• [Work required]:
Beginning with the first line, please return the entries exactly through the line that contains "does not resolve.", and leave out all later lines.

• [Raw data]:
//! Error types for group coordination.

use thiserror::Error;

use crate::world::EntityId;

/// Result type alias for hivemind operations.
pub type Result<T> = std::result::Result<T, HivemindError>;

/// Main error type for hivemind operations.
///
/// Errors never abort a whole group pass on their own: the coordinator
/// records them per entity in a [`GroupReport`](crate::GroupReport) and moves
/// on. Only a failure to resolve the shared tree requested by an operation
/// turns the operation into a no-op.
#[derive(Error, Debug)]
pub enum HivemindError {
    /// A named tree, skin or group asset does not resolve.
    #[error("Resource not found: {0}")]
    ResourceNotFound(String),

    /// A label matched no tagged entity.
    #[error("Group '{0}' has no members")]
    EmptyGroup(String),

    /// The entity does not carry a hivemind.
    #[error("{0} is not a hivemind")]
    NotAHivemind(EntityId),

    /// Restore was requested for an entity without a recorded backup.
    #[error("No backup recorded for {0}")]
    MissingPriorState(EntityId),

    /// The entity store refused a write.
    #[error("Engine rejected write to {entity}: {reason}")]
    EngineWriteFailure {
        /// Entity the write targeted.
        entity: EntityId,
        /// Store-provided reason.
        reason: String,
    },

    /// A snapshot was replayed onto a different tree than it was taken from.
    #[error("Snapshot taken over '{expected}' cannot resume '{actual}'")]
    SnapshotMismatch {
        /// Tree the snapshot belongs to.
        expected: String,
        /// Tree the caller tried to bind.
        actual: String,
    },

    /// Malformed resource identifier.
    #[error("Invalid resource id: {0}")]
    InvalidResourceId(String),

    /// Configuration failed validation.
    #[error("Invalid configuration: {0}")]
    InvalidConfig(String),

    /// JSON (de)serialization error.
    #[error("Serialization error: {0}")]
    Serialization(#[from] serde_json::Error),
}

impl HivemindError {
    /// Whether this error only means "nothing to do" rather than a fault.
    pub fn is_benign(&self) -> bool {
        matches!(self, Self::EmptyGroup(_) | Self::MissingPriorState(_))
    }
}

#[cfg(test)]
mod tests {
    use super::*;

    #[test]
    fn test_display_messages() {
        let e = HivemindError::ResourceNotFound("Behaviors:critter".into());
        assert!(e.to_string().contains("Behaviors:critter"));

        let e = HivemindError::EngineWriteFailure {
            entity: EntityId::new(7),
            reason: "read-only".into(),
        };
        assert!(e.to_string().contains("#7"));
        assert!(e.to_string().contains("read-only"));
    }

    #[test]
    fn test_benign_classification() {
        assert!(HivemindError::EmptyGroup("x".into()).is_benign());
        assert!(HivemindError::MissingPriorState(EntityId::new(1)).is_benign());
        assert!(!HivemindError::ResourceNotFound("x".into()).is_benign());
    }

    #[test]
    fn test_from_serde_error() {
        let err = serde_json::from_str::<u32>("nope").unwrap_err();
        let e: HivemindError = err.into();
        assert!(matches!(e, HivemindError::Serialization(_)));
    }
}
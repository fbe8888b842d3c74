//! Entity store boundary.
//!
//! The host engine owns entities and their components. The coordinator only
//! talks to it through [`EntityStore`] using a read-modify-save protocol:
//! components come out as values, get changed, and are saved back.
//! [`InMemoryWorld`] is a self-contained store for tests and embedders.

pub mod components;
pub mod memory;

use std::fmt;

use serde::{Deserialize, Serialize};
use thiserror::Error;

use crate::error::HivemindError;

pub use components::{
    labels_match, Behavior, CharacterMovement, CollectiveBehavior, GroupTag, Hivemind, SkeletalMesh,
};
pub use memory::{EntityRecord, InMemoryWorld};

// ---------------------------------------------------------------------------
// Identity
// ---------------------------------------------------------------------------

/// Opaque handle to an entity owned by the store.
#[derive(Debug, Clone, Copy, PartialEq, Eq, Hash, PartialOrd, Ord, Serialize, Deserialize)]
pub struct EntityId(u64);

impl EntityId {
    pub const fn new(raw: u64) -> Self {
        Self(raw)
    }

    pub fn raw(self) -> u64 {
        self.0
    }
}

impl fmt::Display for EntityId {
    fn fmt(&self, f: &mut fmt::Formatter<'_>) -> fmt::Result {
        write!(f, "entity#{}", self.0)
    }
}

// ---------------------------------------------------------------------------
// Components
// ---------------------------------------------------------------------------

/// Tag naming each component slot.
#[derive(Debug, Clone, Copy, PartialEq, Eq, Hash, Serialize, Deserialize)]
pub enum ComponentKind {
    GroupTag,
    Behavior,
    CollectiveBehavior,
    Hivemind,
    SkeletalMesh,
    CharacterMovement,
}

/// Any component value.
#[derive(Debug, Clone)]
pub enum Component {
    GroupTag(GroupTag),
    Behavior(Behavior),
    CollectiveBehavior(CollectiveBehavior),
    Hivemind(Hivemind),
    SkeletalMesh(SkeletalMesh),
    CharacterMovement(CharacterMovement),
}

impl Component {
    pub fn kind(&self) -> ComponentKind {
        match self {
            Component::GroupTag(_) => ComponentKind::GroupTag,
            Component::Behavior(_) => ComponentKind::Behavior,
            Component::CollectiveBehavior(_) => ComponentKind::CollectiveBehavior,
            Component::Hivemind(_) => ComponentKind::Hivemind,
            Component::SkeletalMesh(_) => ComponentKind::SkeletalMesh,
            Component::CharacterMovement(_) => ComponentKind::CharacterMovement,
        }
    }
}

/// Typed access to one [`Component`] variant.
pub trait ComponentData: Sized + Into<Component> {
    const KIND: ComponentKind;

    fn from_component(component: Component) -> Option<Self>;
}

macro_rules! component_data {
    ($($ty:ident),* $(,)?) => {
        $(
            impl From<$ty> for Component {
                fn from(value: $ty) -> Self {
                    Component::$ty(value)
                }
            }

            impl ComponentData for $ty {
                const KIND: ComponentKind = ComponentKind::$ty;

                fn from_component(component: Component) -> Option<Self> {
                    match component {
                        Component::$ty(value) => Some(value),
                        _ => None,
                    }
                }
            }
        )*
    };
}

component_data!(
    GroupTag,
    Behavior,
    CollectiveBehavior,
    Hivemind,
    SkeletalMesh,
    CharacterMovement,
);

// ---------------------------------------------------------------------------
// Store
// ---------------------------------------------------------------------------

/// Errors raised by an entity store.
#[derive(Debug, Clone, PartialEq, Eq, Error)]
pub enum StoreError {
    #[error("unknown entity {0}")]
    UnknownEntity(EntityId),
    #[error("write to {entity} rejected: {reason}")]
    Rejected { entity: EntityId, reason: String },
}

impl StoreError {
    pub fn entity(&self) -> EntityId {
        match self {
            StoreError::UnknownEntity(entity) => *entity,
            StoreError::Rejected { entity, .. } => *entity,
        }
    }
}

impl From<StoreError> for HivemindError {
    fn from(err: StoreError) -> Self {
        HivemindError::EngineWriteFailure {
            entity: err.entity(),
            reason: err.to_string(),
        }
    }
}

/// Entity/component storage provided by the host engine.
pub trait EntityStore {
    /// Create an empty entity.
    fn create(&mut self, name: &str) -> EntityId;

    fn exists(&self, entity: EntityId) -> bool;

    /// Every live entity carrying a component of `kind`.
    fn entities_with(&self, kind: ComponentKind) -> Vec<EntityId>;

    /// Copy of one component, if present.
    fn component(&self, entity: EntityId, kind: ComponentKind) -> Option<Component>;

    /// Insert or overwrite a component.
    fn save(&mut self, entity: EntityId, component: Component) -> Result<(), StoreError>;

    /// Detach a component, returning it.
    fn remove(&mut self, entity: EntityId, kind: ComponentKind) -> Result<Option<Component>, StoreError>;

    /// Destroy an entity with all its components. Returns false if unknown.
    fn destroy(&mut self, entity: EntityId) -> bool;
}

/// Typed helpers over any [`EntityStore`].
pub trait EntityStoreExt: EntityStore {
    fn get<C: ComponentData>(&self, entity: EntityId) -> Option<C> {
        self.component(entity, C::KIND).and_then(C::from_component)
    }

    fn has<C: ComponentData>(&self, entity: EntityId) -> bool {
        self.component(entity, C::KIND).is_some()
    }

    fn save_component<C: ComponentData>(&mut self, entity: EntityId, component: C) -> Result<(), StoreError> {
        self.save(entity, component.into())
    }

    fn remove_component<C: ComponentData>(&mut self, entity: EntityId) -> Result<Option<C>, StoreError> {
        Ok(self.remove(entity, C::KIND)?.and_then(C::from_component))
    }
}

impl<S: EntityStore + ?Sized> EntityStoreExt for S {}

• [Solution to the problem]:
//! Error types for group coordination.

use thiserror::Error;

use crate::world::EntityId;

/// Result type alias for hivemind operations.
pub type Result<T> = std::result::Result<T, HivemindError>;

/// Main error type for hivemind operations.
///
/// Errors never abort a whole group pass on their own: the coordinator
/// records them per entity in a [`GroupReport`](crate::GroupReport) and moves
/// on. Only a failure to resolve the shared tree requested by an operation
/// turns the operation into a no-op.
#[derive(Error, Debug)]
pub enum HivemindError {
    /// A named tree, skin or group asset does not resolve.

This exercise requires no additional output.